# Confusion wiht Curvature Tensor

facenian
I Have a problem understanding that vanishing of the curvature tensor implies that paralel transport is independent of path. With the converse of this assertion I have no problem.
The text I'm reading(Lovelock and Rund) explains the converse but treats the direct assertion as trivial. Can someone shed some light on this?

Mentz114
I can see what you mean. The covariant derivative depends on the path ( a vector V) through the connections, and the connections can be non-zero when the Riemann tensor is zero.

Mentor
2021 Award
Yes, but if the curvature tensor vanishes everywhere then it is always possible to transform to a global coordinate system where the connections are all zero.

Mentz114
Yes, but if the curvature tensor vanishes everywhere then it is always possible to transform to a global coordinate system where the connections are all zero.

That sounds highly plausible.

What about the spherical surface where the transformation to rectilinear coords is undefined at the 'poles' ?

Or maybe that's not a suitable transformation.

Mentor
2021 Award
What about the spherical surface where the transformation to rectilinear coords is undefined at the 'poles' ?
The curvature tensor doesn't vanish anywhere on a sphere.

Mentz114
The curvature tensor doesn't vanish anywhere on a sphere.

I had to check this, by writing flat spacetime in spherical polar coords with a constant r coordinate and calculating Rabcd. You're right, the Riemann tensor is not zero. I was surprised.

Mentor
2021 Award
Yeah, it can be surprising to realize that an embedded space may be curved even if the embedding space is flat. I had a guy a while back that assumed that space was flat in a rotating reference frame simply because the spacetime was flat. Couldn't get it through to him even posting a link to the math fully worked out.

Staff Emeritus
Gold Member
I Have a problem understanding that vanishing of the curvature tensor implies that paralel transport is independent of path. With the converse of this assertion I have no problem.
The text I'm reading(Lovelock and Rund) explains the converse but treats the direct assertion as trivial. Can someone shed some light on this?

The answer to your question might depend a lot on what you take to be the definition of the curvature tensor. The definition I would give, boiled down into nonmathematical terms, is that the curvature tensor tells you the extent to which parallel transport is path dependent, for certain types of infinitesimal paths starting from a given point. With that definition, the only issue I can see is that path-independence for infinitesimal paths needs to be extended to path-independence for finite paths.

Are we assuming no torsion?

facenian
The answer to your question might depend a lot on what you take to be the definition of the curvature tensor.

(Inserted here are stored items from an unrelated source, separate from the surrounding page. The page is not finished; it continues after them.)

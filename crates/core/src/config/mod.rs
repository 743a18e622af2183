use std::path::Path;

use serde::{Deserialize, Serialize};

use crate::{BeatMatchError, MatchSettings, Result};

/// Top-level configuration structure for the application.
#[derive(Debug, Clone, Default, PartialEq, Serialize, Deserialize)]
#[serde(default)]
pub struct AppConfig {
    pub matching: MatchSettings,
    pub session: SessionSettings,
}

impl AppConfig {
    pub fn from_json_str(json: &str) -> Result<Self> {
        let config: Self = serde_json::from_str(json)?;
        config.validate()?;
        Ok(config)
    }

    pub fn from_json_file(path: impl AsRef<Path>) -> Result<Self> {
        let json = std::fs::read_to_string(path)?;
        Self::from_json_str(&json)
    }

    pub fn validate(&self) -> Result<()> {
        self.matching.validate()?;
        self.session.validate()
    }
}

/// Configuration of the real-time play analysis session.
#[derive(Debug, Clone, PartialEq, Serialize, Deserialize)]
#[serde(default)]
pub struct SessionSettings {
    /// Period of the matching loop.
    pub refresh_interval_ms: u64,
    /// Number of undelivered session events kept before new ones are dropped.
    pub event_capacity: usize,
}

impl Default for SessionSettings {
    fn default() -> Self {
        Self {
            refresh_interval_ms: 20,
            event_capacity: 1024,
        }
    }
}

impl SessionSettings {
    pub fn validate(&self) -> Result<()> {
        if self.refresh_interval_ms == 0 {
            return Err(BeatMatchError::InvalidSettings(
                "refresh_interval_ms must be positive",
            ));
        }
        if self.event_capacity == 0 {
            return Err(BeatMatchError::InvalidSettings(
                "event_capacity must be positive",
            ));
        }
        Ok(())
    }
}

The definition I would give, boiled down into nonmathematical terms, is that the curvature tensor tells you the extent to which parallel transport is path dependent, for certain types of infinitesimal paths starting from a given point. With that definition, the only issue I can see is that path-independence for infinitesimal paths needs to be extended to path-independence for finite paths.

Are we assuming no torsion?

We are not assuming torsion=0. The definition of curvature tensor we are assuming is that which gives the expresion for the diference between the second covariant derivatives o a tensor field(torsion does not appear in this expression when the field is of type (1,0) ). The text I metioned also explains that the same tensor must vanish for paralel transport be path independent. My problem is the sufficient part.

Mentz114
facenian said:
The definition of curvature tensor we are assuming is that which gives the expresion for the diference between the second covariant derivatives o a tensor field(torsion does not appear in this expression when the field is of type (1,0) ).

Is this the one ?

$${\lambda^a}_{;bc}-{\lambda^a}_{;cb}={R^a}_{dbc}\lambda^d$$

This equation can be interpreted

1. If in the the left-hand side we replace the covariant derivative with a partial drivative, then Radbc = 0

2. If on the RHS we have Radbc = 0, then the commutator is zero.

facenian
Is this the one ?

$${\lambda^a}_{;bc}-{\lambda^a}_{;cb}={R^a}_{dbc}\lambda^d$$

Yes, it is

Is this the one ?
This equation can be interpreted

1. If in the the left-hand side we replace the covariant derivative with a partial drivative, then Radbc = 0

2. If on the RHS we have Radbc = 0, then the commutator is zero.

1. I think that if you replace the covariant derivates by partial derivates then identity is no longer valid

2. Yes, nulity of the curvature tensor implies comutativity of covariant derivates, my question is: why the nulity of tensor curvature is sufficient condition for parallel transport being path independent?

Mentz114
1. I think that if you replace the covariant derivates by partial derivates then identity is no longer valid

If parallel transport is path-independent the covariant derivatives become partial derivatives, don't they ?

I'm sorry, I'm not a mathematician and your problem is too subtle for me.

Mentor
2021 Award
Me too, I have only worked with torsion free connections.

Gold Member
I Have a problem understanding that vanishing of the curvature tensor implies that paralel transport is independent of path. With the converse of this assertion I have no problem.
The text I'm reading(Lovelock and Rund) explains the converse but treats the direct assertion as trivial. Can someone shed some light on this?

In general it is not true that parallel translation is independent of path on a flat manifold.
What is true for flat (zero curvature tensor) Riemannian manifolds is that the there are only finitely many possible linear transformations of the tangent space at any point that are obtained from parallel translation around closed loops.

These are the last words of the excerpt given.